_THE PROBLEM_
The records should be copied out again with no alteration.
* * * * * * * * *
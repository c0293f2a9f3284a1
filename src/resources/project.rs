use crate::backend::{Project, Reference};
use crate::color::badge_color;
use crate::forms::{FieldDescriptor, FieldKind, FormValues, OptionSource};

use super::{Cell, Resource, ResourceKind};

const FIELDS: &[FieldDescriptor] = &[
    FieldDescriptor::new("name", "Project name", FieldKind::Text)
        .required()
        .placeholder("Client name"),
    FieldDescriptor::new("profile", "Profile", FieldKind::Select(OptionSource::Profiles)),
    FieldDescriptor::new("category", "Category", FieldKind::Select(OptionSource::Categories)).required(),
    FieldDescriptor::new("orderId", "Order ID", FieldKind::Text),
    FieldDescriptor::new("figmaLink", "Figma link", FieldKind::Url).placeholder("https://"),
    FieldDescriptor::new("websiteLink", "Website link", FieldKind::Url).placeholder("https://"),
    FieldDescriptor::new("adminLink", "Admin dashboard link", FieldKind::Url).placeholder("https://"),
];

const COLUMNS: &[&str] = &[
    "Client Name",
    "Profile",
    "Order ID",
    "Figma Link",
    "Website Link",
    "Admin Dashboard",
    "Category",
];

pub struct Projects;

impl Resource for Projects {
    type Record = Project;

    const KIND: ResourceKind = ResourceKind::Project;

    fn fields() -> &'static [FieldDescriptor] {
        FIELDS
    }

    fn columns() -> &'static [&'static str] {
        COLUMNS
    }

    fn id(record: &Project) -> &str {
        &record.id
    }

    fn label(record: &Project) -> &str {
        &record.name
    }

    fn cells(record: &Project) -> Vec<Cell> {
        let profile = record.profile.as_ref().and_then(Reference::name).unwrap_or("");
        let category = record.category.as_ref().and_then(Reference::name).unwrap_or("");

        vec![
            Cell::Text(record.name.clone()),
            Cell::Badge {
                text: profile.to_string(),
                color: (!profile.is_empty()).then(|| badge_color(profile)),
            },
            Cell::Text(record.order_id.clone().unwrap_or_default()),
            Cell::Link(record.figma_link.clone()),
            Cell::Link(record.website_link.clone()),
            Cell::Link(record.admin_link.clone()),
            Cell::Badge {
                text: category.to_string(),
                color: None,
            },
        ]
    }

    fn form_values(record: &Project) -> FormValues {
        FormValues::new()
            .with("name", record.name.clone())
            .with("profile", record.profile.as_ref().map(Reference::id).unwrap_or(""))
            .with("category", record.category.as_ref().map(Reference::id).unwrap_or(""))
            .with("orderId", record.order_id.clone().unwrap_or_default())
            .with("figmaLink", record.figma_link.clone().unwrap_or_default())
            .with("websiteLink", record.website_link.clone().unwrap_or_default())
            .with("adminLink", record.admin_link.clone().unwrap_or_default())
    }
}

#[cfg(test)]
mod tests {
    use super::*;
    use crate::forms;

    fn project() -> Project {
        serde_json::from_value(serde_json::json!({
            "_id": "p1",
            "name": "Storefront",
            "websiteLink": "https://shop.example.com",
            "category": { "_id": "c1", "name": "E-commerce" },
            "profile": { "_id": "pr1", "name": "Studio" },
            "orderId": "ORD-7"
        }))
        .unwrap()
    }

    #[test]
    fn test_cells_match_columns() {
        assert_eq!(Projects::cells(&project()).len(), Projects::columns().len());
    }

    #[test]
    fn test_form_values_use_reference_ids() {
        let values = Projects::form_values(&project());
        assert_eq!(values.get("category"), "c1");
        assert_eq!(values.get("profile"), "pr1");
        assert_eq!(values.get("figmaLink"), "");
    }

    #[test]
    fn test_prefilled_values_validate() {
        assert!(forms::validate(Projects::fields(), &Projects::form_values(&project())).is_ok());
    }

    #[test]
    fn test_category_required() {
        let values = FormValues::new().with("name", "Site");
        let errors = forms::validate(Projects::fields(), &values).unwrap_err();
        assert_eq!(errors.get("category"), Some("Category is required"));
    }

    #[test]
    fn test_payload_keys() {
        let body = Projects::payload(&Projects::form_values(&project()));
        assert_eq!(body["orderId"], "ORD-7");
        assert_eq!(body["category"], "c1");
        assert_eq!(body["websiteLink"], "https://shop.example.com");
    }
}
* * * * * * * * *
_REPLY TO THE EXERCISE_
repository c0293f2a9f3284a1
filename src/resources/project.rs
use crate::backend::{Project, Reference};
use crate::color::badge_color;
use crate::forms::{FieldDescriptor, FieldKind, FormValues, OptionSource};

use super::{Cell, Resource, ResourceKind};

const FIELDS: &[FieldDescriptor] = &[
    FieldDescriptor::new("name", "Project name", FieldKind::Text)
        .required()
        .placeholder("Client name"),
    FieldDescriptor::new("profile", "Profile", FieldKind::Select(OptionSource::Profiles)),
    FieldDescriptor::new("category", "Category", FieldKind::Select(OptionSource::Categories)).required(),
    FieldDescriptor::new("orderId", "Order ID", FieldKind::Text),
    FieldDescriptor::new("figmaLink", "Figma link", FieldKind::Url).placeholder("https://"),
    FieldDescriptor::new("websiteLink", "Website link", FieldKind::Url).placeholder("https://"),
    FieldDescriptor::new("adminLink", "Admin dashboard link", FieldKind::Url).placeholder("https://"),
];

const COLUMNS: &[&str] = &[
    "Client Name",
    "Profile",
    "Order ID",
    "Figma Link",
    "Website Link",
    "Admin Dashboard",
    "Category",
];

pub struct Projects;

impl Resource for Projects {
    type Record = Project;

    const KIND: ResourceKind = ResourceKind::Project;

    fn fields() -> &'static [FieldDescriptor] {
        FIELDS
    }

    fn columns() -> &'static [&'static str] {
        COLUMNS
    }

    fn id(record: &Project) -> &str {
        &record.id
    }

    fn label(record: &Project) -> &str {
        &record.name
    }

    fn cells(record: &Project) -> Vec<Cell> {
        let profile = record.profile.as_ref().and_then(Reference::name).unwrap_or("");
        let category = record.category.as_ref().and_then(Reference::name).unwrap_or("");

        vec![
            Cell::Text(record.name.clone()),
            Cell::Badge {
                text: profile.to_string(),
                color: (!profile.is_empty()).then(|| badge_color(profile)),
            },
            Cell::Text(record.order_id.clone().unwrap_or_default()),
            Cell::Link(record.figma_link.clone()),
            Cell::Link(record.website_link.clone()),
            Cell::Link(record.admin_link.clone()),
            Cell::Badge {
                text: category.to_string(),
                color: None,
            },
        ]
    }

    fn form_values(record: &Project) -> FormValues {
        FormValues::new()
            .with("name", record.name.clone())
            .with("profile", record.profile.as_ref().map(Reference::id).unwrap_or(""))
            .with("category", record.category.as_ref().map(Reference::id).unwrap_or(""))
            .with("orderId", record.order_id.clone().unwrap_or_default())
            .with("figmaLink", record.figma_link.clone().unwrap_or_default())
            .with("websiteLink", record.website_link.clone().unwrap_or_default())
            .with("adminLink", record.admin_link.clone().unwrap_or_default())
    }
}

#[cfg(test)]
mod tests {
    use super::*;
    use crate::forms;

    fn project() -> Project {
        serde_json::from_value(serde_json::json!({
            "_id": "p1",
            "name": "Storefront",
            "websiteLink": "https://shop.example.com",
            "category": { "_id": "c1", "name": "E-commerce" },
            "profile": { "_id": "pr1", "name": "Studio" },
            "orderId": "ORD-7"
        }))
        .unwrap()
    }

    #[test]
    fn test_cells_match_columns() {
        assert_eq!(Projects::cells(&project()).len(), Projects::columns().len());
    }

    #[test]
    fn test_form_values_use_reference_ids() {
        let values = Projects::form_values(&project());
        assert_eq!(values.get("category"), "c1");
        assert_eq!(values.get("profile"), "pr1");
        assert_eq!(values.get("figmaLink"), "");
    }

    #[test]
    fn test_prefilled_values_validate() {
        assert!(forms::validate(Projects::fields(), &Projects::form_values(&project())).is_ok());
    }

    #[test]
    fn test_category_required() {
        let values = FormValues::new().with("name", "Site");
        let errors = forms::validate(Projects::fields(), &values).unwrap_err();
        assert_eq!(errors.get("category"), Some("Category is required"));
    }

    #[test]
    fn test_payload_keys() {
        let body = Projects::payload(&Projects::form_values(&project()));
        assert_eq!(body["orderId"], "ORD-7");
        assert_eq!(body["category"], "c1");
        assert_eq!(body["websiteLink"], "https://shop.example.com");
    }
}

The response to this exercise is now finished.